W jego głowie pojawiały się coraz to gorsze wizje kar dla Czkawki. Nie daruje mu. Rozluźnił się gdy jeździec opuścił chatę wodza... Wodza... Czyli nie jego... On tu nie był wodzem... Co znaczyło, że nie musiał kierować się dobrem wioski, mógł robić to co chciał. W końcu jeśli to tylko wytwór jego wyobraźni to nic mu się nie mogło stać. Postanowił że będzie niczym bliźniaki Thorston.

-Oszalałeś.

Nile była jednocześnie rozbawiona, zaskoczona i przerażona.
Rozbawiona pomysłem, zaskoczona myślą że to sen, a przerażona tym że olał bogów i możliwe że spadnie na niego ich gniew. Prędzej czy później. Zignorował ją, i skierował się do kuźni.

-Korst?

Spytał od razu po wejściu do środka.
Kowal był w trakcie naprawy miecza dla jednego z mieszkańców.
Odłożył broń i odwrócił się do Ważkiego.

-Tak Stoiku?

-Czy wiesz może o co kłócili się wódz i jeździec?
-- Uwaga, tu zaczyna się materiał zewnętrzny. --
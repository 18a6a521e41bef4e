mod ids;
mod language;
mod lesson;
mod progress;

pub use ids::{LessonId, LevelId, ParseIdError};
pub use language::{Language, LanguageError};
pub use lesson::{Lesson, Level};
pub use progress::{Progress, ProgressDecodeError, ProgressSummary};
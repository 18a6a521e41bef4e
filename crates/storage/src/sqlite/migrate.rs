use chrono::Utc;
use sqlx::SqlitePool;

use super::SqliteInitError;

/// Runs the versioned migrations for the local storage schema.
pub async fn run_migrations(pool: &SqlitePool) -> Result<(), SqliteInitError> {
    async fn is_applied(pool: &SqlitePool, version: i64) -> Result<bool, sqlx::Error> {
        let row = sqlx::query("SELECT 1 FROM schema_migrations WHERE version = ?1")
            .bind(version)
            .fetch_optional(pool)
            .await?;
        Ok(row.is_some())
    }

    sqlx::query(
        r"
            CREATE TABLE IF NOT EXISTS schema_migrations (
                version INTEGER PRIMARY KEY,
                applied_at TEXT NOT NULL
            );
            ",
    )
    .execute(pool)
    .await?;

    // Version 1: key/value table backing `LocalStorage`.
    if !is_applied(pool, 1).await? {
        let mut tx = pool.begin().await?;

        sqlx::query(
            r"
                CREATE TABLE IF NOT EXISTS local_storage (
                    key TEXT PRIMARY KEY NOT NULL,
                    value TEXT NOT NULL,
                    updated_at TEXT NOT NULL
                );
            ",
        )
        .execute(&mut *tx)
        .await?;

        sqlx::query(
            r"
                INSERT INTO schema_migrations (version, applied_at)
                VALUES (?1, ?2)
                ON CONFLICT(version) DO NOTHING
            ",
        )
        .bind(1_i64)
        .bind(Utc::now())
        .execute(&mut *tx)
        .await?;

        tx.commit().await?;
        tracing::debug!(version = 1, "applied local storage migration");
    }

    Ok(())
}
#![forbid(unsafe_code)]

pub mod curriculum;
pub mod model;
pub mod navigation;

pub use curriculum::{Curriculum, CurriculumError};
pub use navigation::NavigationCursor;
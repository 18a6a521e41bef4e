//! Plain-text views of the course for the terminal.

use std::fmt::Write as _;

use course_core::model::{Lesson, LessonId, Level, ProgressSummary};
use course_core::{Curriculum, NavigationCursor};
use services::ProgressStore;

const BAR_WIDTH: usize = 20;

pub fn progress_line(summary: &ProgressSummary) -> String {
    let filled = (summary.percentage.min(100) as usize * BAR_WIDTH) / 100;
    format!(
        "[{}{}] {:>3}%  {}/{} lessons completed",
        "#".repeat(filled),
        "-".repeat(BAR_WIDTH - filled),
        summary.percentage,
        summary.completed,
        summary.total
    )
}

/// Level and lesson tree with completion marks and the current lesson highlighted.
pub fn outline(
    curriculum: &Curriculum,
    progress: &ProgressStore,
    current: Option<&LessonId>,
) -> String {
    let mut out = String::new();
    for level in curriculum.levels() {
        let _ = writeln!(out, "{}  ({})", level.title(), level.id());
        if !level.description().is_empty() {
            let _ = writeln!(out, "  {}", level.description());
        }
        for lesson in level.lessons() {
            let mark = if progress.is_complete(lesson.id()) { "x" } else { " " };
            let pointer = if current == Some(lesson.id()) { ">" } else { " " };
            let _ = writeln!(
                out,
                "{pointer} [{mark}] {:<28} {}",
                lesson.id(),
                lesson.title()
            );
        }
        out.push('\n');
    }
    out.push_str(&progress_line(&progress.get_progress()));
    out.push('\n');
    out
}

pub fn lesson(lesson: &Lesson, level: Option<&Level>, complete: bool) -> String {
    let mut out = String::new();
    if let Some(level) = level {
        let _ = writeln!(out, "{}", level.title());
    }
    let status = if complete { "completed" } else { "not completed" };
    let _ = writeln!(out, "# {}  [{status}]", lesson.title());
    let _ = writeln!(out, "{}", lesson.description());
    out.push('\n');
    let _ = writeln!(out, "{}", lesson.content());
    if !lesson.concepts().is_empty() {
        out.push('\n');
        for concept in lesson.concepts() {
            let _ = writeln!(out, "  * {concept}");
        }
    }
    if let Some(code) = lesson.code_example() {
        out.push('\n');
        for line in code.lines() {
            let _ = writeln!(out, "    {line}");
        }
    }
    out
}

/// The lesson under the cursor plus its position and stepping hints.
pub fn current(cursor: &NavigationCursor, progress: &ProgressStore) -> String {
    let Some(current) = cursor.current_lesson() else {
        return format!("lesson `{}` not found\n", cursor.current_id());
    };
    let mut out = lesson(
        current,
        cursor.current_level(),
        progress.is_complete(current.id()),
    );
    out.push('\n');
    if let Some(idx) = cursor.position() {
        let _ = write!(out, "lesson {} of {}", idx + 1, cursor.len());
    }
    if cursor.has_previous() {
        out.push_str("  |  prev");
    }
    if cursor.has_next() {
        out.push_str("  |  next");
    }
    out.push('\n');
    out
}
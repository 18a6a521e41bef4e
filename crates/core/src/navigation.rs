use std::sync::Arc;

use crate::curriculum::Curriculum;
use crate::model::{Lesson, LessonId, Level};

/// Pointer to the lesson currently on screen.
///
/// Position and the next/previous affordances are derived from the flattened
/// curriculum on every query; the only state is the current lesson id.
#[derive(Debug, Clone)]
pub struct NavigationCursor {
    curriculum: Arc<Curriculum>,
    current: LessonId,
}

impl NavigationCursor {
    /// Creates a cursor on the first lesson of the curriculum.
    #[must_use]
    pub fn new(curriculum: Arc<Curriculum>) -> Self {
        // `Curriculum::new` rejects curricula without lessons.
        let current = curriculum
            .first_lesson()
            .map(|lesson| lesson.id().clone())
            .unwrap_or_else(|| LessonId::new(""));
        Self {
            curriculum,
            current,
        }
    }

    #[must_use]
    pub fn curriculum(&self) -> &Curriculum {
        &self.curriculum
    }

    #[must_use]
    pub fn current_id(&self) -> &LessonId {
        &self.current
    }

    /// The selected lesson, or `None` if the cursor points at an unknown id.
    #[must_use]
    pub fn current_lesson(&self) -> Option<&Lesson> {
        self.curriculum.find_lesson(&self.current)
    }

    #[must_use]
    pub fn current_level(&self) -> Option<&Level> {
        self.curriculum.level_of(&self.current)
    }

    /// Index of the current lesson in the flattened curriculum.
    #[must_use]
    pub fn position(&self) -> Option<usize> {
        self.curriculum
            .lessons()
            .position(|lesson| lesson.id() == &self.current)
    }

    /// Number of lessons the cursor can walk through.
    #[must_use]
    pub fn len(&self) -> usize {
        self.curriculum.lesson_count()
    }

    #[must_use]
    pub fn is_empty(&self) -> bool {
        self.len() == 0
    }

    #[must_use]
    pub fn has_next(&self) -> bool {
        self.position().is_some_and(|idx| idx + 1 < self.len())
    }

    #[must_use]
    pub fn has_previous(&self) -> bool {
        self.position().is_some_and(|idx| idx > 0)
    }

    /// Advance to the next lesson. Returns `false` and leaves the cursor
    /// unchanged when there is none.
    pub fn step_next(&mut self) -> bool {
        let Some(idx) = self.position() else {
            return false;
        };
        self.move_to(idx + 1)
    }

    /// Step back to the previous lesson. Returns `false` and leaves the cursor
    /// unchanged when there is none.
    pub fn step_previous(&mut self) -> bool {
        match self.position() {
            Some(idx) if idx > 0 => self.move_to(idx - 1),
            _ => false,
        }
    }

    /// Point the cursor at `id` without checking that it exists.
    pub fn select(&mut self, id: LessonId) {
        self.current = id;
    }

    fn move_to(&mut self, idx: usize) -> bool {
        let Some(lesson) = self.curriculum.lessons().nth(idx) else {
            return false;
        };
        self.current = lesson.id().clone();
        true
    }
}
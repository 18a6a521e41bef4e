#![forbid(unsafe_code)]

pub mod keys;
pub mod repository;
pub mod sqlite;
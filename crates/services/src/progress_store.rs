use std::sync::Arc;

use course_core::model::{LessonId, Progress, ProgressSummary};
use storage::keys;
use storage::repository::LocalStorage;

/// Durable record of which lessons the learner has completed.
///
/// Loaded once at construction and written through to storage after every
/// mutation. Storage problems never surface to callers: unreadable state loads
/// as empty progress and failed writes keep the in-memory state for the session.
pub struct ProgressStore {
    storage: Arc<dyn LocalStorage>,
    progress: Progress,
    total: usize,
}

impl ProgressStore {
    /// Load persisted progress, falling back to empty progress when the stored
    /// value is missing, unreadable, or malformed.
    ///
    /// `total` is the number of lessons in the curriculum.
    pub async fn load(storage: Arc<dyn LocalStorage>, total: usize) -> Self {
        let progress = match storage.get_item(keys::COMPLETED_LESSONS).await {
            Ok(Some(raw)) => Progress::decode(&raw).unwrap_or_else(|err| {
                tracing::warn!(error = %err, "discarding malformed persisted progress");
                Progress::new()
            }),
            Ok(None) => Progress::new(),
            Err(err) => {
                tracing::warn!(error = %err, "could not read persisted progress");
                Progress::new()
            }
        };
        tracing::debug!(completed = progress.len(), total, "loaded progress");
        Self {
            storage,
            progress,
            total,
        }
    }

    #[must_use]
    pub fn is_complete(&self, id: &LessonId) -> bool {
        self.progress.contains(id)
    }

    /// Flip the completion state of `id`, persist it, and return the new state.
    pub async fn toggle_complete(&mut self, id: &LessonId) -> bool {
        let complete = self.progress.toggle(id);
        tracing::debug!(lesson = %id, complete, "toggled lesson completion");
        self.flush().await;
        complete
    }

    #[must_use]
    pub fn get_progress(&self) -> ProgressSummary {
        self.progress.summary(self.total)
    }

    /// Forget every completed lesson. Callers confirm with the learner first.
    pub async fn reset(&mut self) {
        self.progress.clear();
        tracing::debug!("reset progress");
        self.flush().await;
    }

    #[must_use]
    pub fn completed(&self) -> &Progress {
        &self.progress
    }

    #[must_use]
    pub fn total(&self) -> usize {
        self.total
    }

    async fn flush(&self) {
        let encoded = self.progress.encode();
        if let Err(err) = self
            .storage
            .set_item(keys::COMPLETED_LESSONS, &encoded)
            .await
        {
            tracing::warn!(error = %err, "failed to persist progress; keeping in-memory state");
        }
    }
}
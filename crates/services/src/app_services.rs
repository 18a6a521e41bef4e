use std::sync::Arc;

use course_core::{Curriculum, NavigationCursor};
use storage::repository::Storage;

use crate::error::AppServicesError;
use crate::language_service::LanguageService;
use crate::progress_store::ProgressStore;

/// Application root: owns the single progress store and cursor and hands them
/// to whichever front end drives the session.
pub struct AppServices {
    curriculum: Arc<Curriculum>,
    progress: ProgressStore,
    cursor: NavigationCursor,
    language: LanguageService,
}

impl AppServices {
    /// Assemble services over an already opened storage backend.
    ///
    /// The progress total is derived from the curriculum so it cannot drift
    /// from the actual lesson count.
    pub async fn new(curriculum: Arc<Curriculum>, storage: &Storage) -> Self {
        let total = curriculum.lesson_count();
        let progress = ProgressStore::load(Arc::clone(&storage.local), total).await;
        let cursor = NavigationCursor::new(Arc::clone(&curriculum));
        let language = LanguageService::new(Arc::clone(&storage.local));
        Self {
            curriculum,
            progress,
            cursor,
            language,
        }
    }

    /// Build services backed by `SQLite` storage.
    ///
    /// # Errors
    ///
    /// Returns `AppServicesError` if the database cannot be opened or migrated.
    pub async fn new_sqlite(
        db_url: &str,
        curriculum: Arc<Curriculum>,
    ) -> Result<Self, AppServicesError> {
        let storage = Storage::sqlite(db_url).await?;
        Ok(Self::new(curriculum, &storage).await)
    }

    #[must_use]
    pub fn curriculum(&self) -> &Curriculum {
        &self.curriculum
    }

    #[must_use]
    pub fn progress(&self) -> &ProgressStore {
        &self.progress
    }

    pub fn progress_mut(&mut self) -> &mut ProgressStore {
        &mut self.progress
    }

    #[must_use]
    pub fn cursor(&self) -> &NavigationCursor {
        &self.cursor
    }

    pub fn cursor_mut(&mut self) -> &mut NavigationCursor {
        &mut self.cursor
    }

    #[must_use]
    pub fn language(&self) -> &LanguageService {
        &self.language
    }

    /// Toggle completion of the lesson under the cursor.
    ///
    /// Returns the new state, or `None` when the cursor points at an unknown lesson.
    pub async fn toggle_current(&mut self) -> Option<bool> {
        let id = self.cursor.current_lesson()?.id().clone();
        Some(self.progress.toggle_complete(&id).await)
    }
}
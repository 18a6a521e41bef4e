use async_trait::async_trait;
use chrono::Utc;
use sqlx::Row;

use crate::repository::{LocalStorage, StorageError};

use super::SqliteRepository;

#[async_trait]
impl LocalStorage for SqliteRepository {
    async fn get_item(&self, key: &str) -> Result<Option<String>, StorageError> {
        let row = sqlx::query(
            r"
            SELECT value
            FROM local_storage
            WHERE key = ?1
            ",
        )
        .bind(key)
        .fetch_optional(&self.pool)
        .await
        .map_err(|err| StorageError::Connection(err.to_string()))?;

        let Some(row) = row else {
            return Ok(None);
        };

        let value: String = row
            .try_get("value")
            .map_err(|err| StorageError::Serialization(err.to_string()))?;
        Ok(Some(value))
    }

    async fn set_item(&self, key: &str, value: &str) -> Result<(), StorageError> {
        sqlx::query(
            r"
            INSERT INTO local_storage (key, value, updated_at)
            VALUES (?1, ?2, ?3)
            ON CONFLICT(key) DO UPDATE SET
                value = excluded.value,
                updated_at = excluded.updated_at
            ",
        )
        .bind(key)
        .bind(value)
        .bind(Utc::now())
        .execute(&self.pool)
        .await
        .map_err(|err| StorageError::Connection(err.to_string()))?;

        Ok(())
    }

    async fn remove_item(&self, key: &str) -> Result<(), StorageError> {
        sqlx::query("DELETE FROM local_storage WHERE key = ?1")
            .bind(key)
            .execute(&self.pool)
            .await
            .map_err(|err| StorageError::Connection(err.to_string()))?;

        Ok(())
    }
}
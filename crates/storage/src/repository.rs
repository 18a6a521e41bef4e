use async_trait::async_trait;
use std::collections::HashMap;
use std::sync::{Arc, Mutex};
use thiserror::Error;

/// Errors surfaced by storage adapters.
#[derive(Debug, Error)]
#[non_exhaustive]
pub enum StorageError {
    #[error("storage unavailable: {0}")]
    Unavailable(String),

    #[error("connection error: {0}")]
    Connection(String),

    #[error("serialization error: {0}")]
    Serialization(String),
}

/// Durable string key/value storage shared by the whole application.
///
/// Mirrors browser local storage: a flat namespace of string keys, each holding one
/// string value. Callers own the encoding of the values they store.
#[async_trait]
pub trait LocalStorage: Send + Sync {
    /// Fetch the value stored under `key`.
    ///
    /// Returns `Ok(None)` when nothing is stored.
    ///
    /// # Errors
    ///
    /// Returns `StorageError` if the backend cannot be read.
    async fn get_item(&self, key: &str) -> Result<Option<String>, StorageError>;

    /// Store `value` under `key`, replacing any previous value.
    ///
    /// # Errors
    ///
    /// Returns `StorageError` if the value cannot be written.
    async fn set_item(&self, key: &str, value: &str) -> Result<(), StorageError>;

    /// Remove the value stored under `key`. Removing a missing key is not an error.
    ///
    /// # Errors
    ///
    /// Returns `StorageError` if the backend cannot be written.
    async fn remove_item(&self, key: &str) -> Result<(), StorageError>;
}

/// Simple in-memory storage for tests and throwaway sessions.
#[derive(Clone, Default)]
pub struct InMemoryStorage {
    items: Arc<Mutex<HashMap<String, String>>>,
}

impl InMemoryStorage {
    #[must_use]
    pub fn new() -> Self {
        Self {
            items: Arc::new(Mutex::new(HashMap::new())),
        }
    }
}

#[async_trait]
impl LocalStorage for InMemoryStorage {
    async fn get_item(&self, key: &str) -> Result<Option<String>, StorageError> {
        let guard = self
            .items
            .lock()
            .map_err(|e| StorageError::Connection(e.to_string()))?;
        Ok(guard.get(key).cloned())
    }

    async fn set_item(&self, key: &str, value: &str) -> Result<(), StorageError> {
        let mut guard = self
            .items
            .lock()
            .map_err(|e| StorageError::Connection(e.to_string()))?;
        guard.insert(key.to_owned(), value.to_owned());
        Ok(())
    }

    async fn remove_item(&self, key: &str) -> Result<(), StorageError> {
        let mut guard = self
            .items
            .lock()
            .map_err(|e| StorageError::Connection(e.to_string()))?;
        guard.remove(key);
        Ok(())
    }
}

/// Storage backend behind a trait object for easy backend swapping.
#[derive(Clone)]
pub struct Storage {
    pub local: Arc<dyn LocalStorage>,
}

impl Storage {
    #[must_use]
    pub fn in_memory() -> Self {
        let local: Arc<dyn LocalStorage> = Arc::new(InMemoryStorage::new());
        Self { local }
    }
}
-Tak wiem. Musiałem ich rozdzielać.

Odparł zmęczonym głosem.

-A powiesz?

-Na pewno jak nie powiem to sam się dowiesz.

Stoick tylko uśmiechnął się w miarę nie winnie.

-Łupieżcy zostali zabici. Został tylko Ar. Teraz gdy doszedł po części do siebie twierdzi, że to jego ojciec wybił klan, a jego pozostawił pomiędzy zwłokami swoich najbliższych wiele lat temu. Czkawka chciał żeby Ireks wysłał z nim kilku dobrych wojowników bo coś się szykuje. Sądzę że ten cały Fierro chcę rozpętać wojnę.

-Ale skąd taka myśl?

-Zabił setkę ludzi. Ara pozostawił bo byłoby stojeden ofiar. Więc jak dla mnie on szykuje jakiś mroczny rytuał.

-A czy ojciec się zgodził?

Ledwo mu to przeszło przez gardło.

-Nie. Nie zgodził się. Stwierdził że to nie będzie korzystne dla nas.  Bo jak pójdzie coś nie tak istnieje szansa że straci ludzi.